While the King James Longprimer is still Allan’s bread and butter, it is “the Internet and the ESV that have driven our growth,” Ian told me over coffee and M&S flapjack bites in his Tolworth warehouse. The space is neat and clean, freshly stocked with boxes shipped from the old Allan headquarters in Glasgow. Every Allan’s customer loves the trademark blue box. Being surrounded with stacks of them will make you downright giddy.




Ian Metcalfe is the nephew of former Allan’s owner Nicholas Gray, taking over the enterprise along with his wife Dominique on November 27, 2013. Gray still consults, and visits with Metcalfe monthly, but Ian brings extensive Bible publishing experience himself. Formerly at HarperCollins, and now Publishing Director at Hodder & Stoughton, he was instrumental in bringing a number of translations to the UK public. In his job with major Bible publishers, he has even sold unbound printed sheets to R.L. Allan over the years. Allan’s NIV Versa type edition actually was set by Ian in his day job.

The US is the biggest driver of Allan’s sales with 70% of its Bibles going to the States. Only 15% stay in the UK. Despite its wide popularity, NIV editions make up only a small portion of Allan’s sales. “NIV readers are not as interested in the physical book,” Ian observed.

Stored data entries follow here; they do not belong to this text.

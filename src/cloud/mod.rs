//! Cloud control plane seam.

pub mod inventory;
pub mod oci;

use std::collections::BTreeMap;

use serde::Serialize;

use crate::error::FleetResult;

pub use inventory::Inventory;
pub use oci::OciCli;

/// One bare-metal host in a capacity topology.
#[derive(Debug, Clone, PartialEq, Eq, Serialize)]
pub struct CapacityHost {
    pub lifecycle_details: String,
    pub instance_id: Option<String>,
    pub instance_name: Option<String>,
}

impl CapacityHost {
    /// Fold lifecycle details and instance presence into the reporting category.
    pub fn category(&self) -> String {
        let running = self.instance_id.is_some();
        match (self.lifecycle_details.as_str(), running) {
            ("AVAILABLE", true) => "RUNNING".to_string(),
            ("DEGRADED", true) => "RUNNING_DEGRADED".to_string(),
            ("DEGRADED", false) => "UNAVAILABLE_DEGRADED".to_string(),
            (other, _) => other.to_string(),
        }
    }
}

#[derive(Debug, Clone, Default, PartialEq, Eq, Serialize)]
pub struct CapacitySummary {
    pub total: usize,
    pub counts: BTreeMap<String, usize>,
    /// Running instances on degraded hosts, by display name when known.
    pub degraded_instances: Vec<String>,
}

impl CapacitySummary {
    pub fn from_hosts(hosts: &[CapacityHost]) -> Self {
        let mut summary = Self {
            total: hosts.len(),
            ..Self::default()
        };
        for host in hosts {
            let category = host.category();
            if category == "RUNNING_DEGRADED" {
                let label = host
                    .instance_name
                    .clone()
                    .or_else(|| host.instance_id.clone())
                    .unwrap_or_default();
                summary.degraded_instances.push(label);
            }
            *summary.counts.entry(category).or_default() += 1;
        }
        summary
    }
}

pub trait ControlPlane {
    /// Cloud resource identifier for an instance display name, `None` if there is no such instance.
    fn resource_id(&self, instance_name: &str) -> FleetResult<Option<String>>;

    fn hard_reset(&self, resource_id: &str) -> FleetResult<()>;

    fn capacity_hosts(&self) -> FleetResult<Vec<CapacityHost>>;
}
//! `gpufleet config`: print the effective configuration after all layers are applied.

use anyhow::{Context as _, Result};
use colored::Colorize;

use super::Globals;
use crate::config::Config;

pub fn run(globals: &Globals) -> Result<bool> {
    let path = match &globals.config {
        Some(p) => p.clone(),
        None => Config::path()?,
    };
    let config = crate::config::load(Some(&path))?;

    let marker = if path.exists() { "" } else { " (not found, defaults only)" };
    println!("{} {}{}", "::".blue().bold(), path.display(), marker);
    print!("{}", serde_yaml::to_string(&config).context("serializing configuration")?);
    Ok(true)
}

Ian explained that the large Bible publishers, many of them suppliers of unbound sheets to R.L. Allan, are happy about Allan’s existence. With Allan’s filling the high end Bible niche, the big boys don’t feel the pressure to offer fine editions in every color. At the same time, Allan’s has shown there is a real demand for quality Bibles, which has lead to a revived interest in producing for the high end market from some larger houses. Ian was complimentary of Cambridge’s work, and also of Crossway. Despite its short time as a Bible publisher, and its non-profit status, he admired Crossway’s aggressiveness in reacting to the market and producing quality Bibles.

The perennial production challenge for R.L. Allan is binding. Ian explained that meeting the printing demand is never a problem, but the handmade nature of their bindings means there are only so many Bibles that can be bound. Allan’s lovely art-gilt edges, for example, can only be done by two firms in the UK. He constantly is exploring additional options that meet the standards Allan’s has set.



Ian is well aware of the constant push for opaque paper, and we joked about the mythical thinline with completely opaque paper Bible. He also brought up the concern for proper text line matching, something he said he is “passionate” about, but also mentioned unique challenges like the possible distraction of line matching with verse.

During the course of our conversation Ian shared some thoughts about the gender inclusive language translation debate. “It’s not gender inclusivity,” Ian said, “but gender accuracy.” That is, translators are trying to capture the intent of the text, not bending to a social agenda. While the NIV 2011 has received most of the press over the issue, “the existence of the ESV opened the way for the NIV 2011. The ESV showed gender inclusive could be done.” The market would accept gender inclusive language after all.

In the future R.L. Allan wants to maintain its classic editions backlist while exploring new options. Ian indicated a particular desire to expand the Longprimer format into different translations, and showed me the newly restocked KJV Longprimer colors. The NLT edition is scheduled for release in February.



I didn’t want to leave the warehouse empty handed, and hinted about buying one of Allan’s website password protected hymnals for my wife. Ian politely declined to sell me one. I did end up with a red Allan’s journal, which includes the challenge of finding something profound enough to write in such a gorgeous blank canvas.

R.L. Allan has survived for a century and a half. With Ian and Dominique at the helm, Allan’s seems to be in good hands for another generation.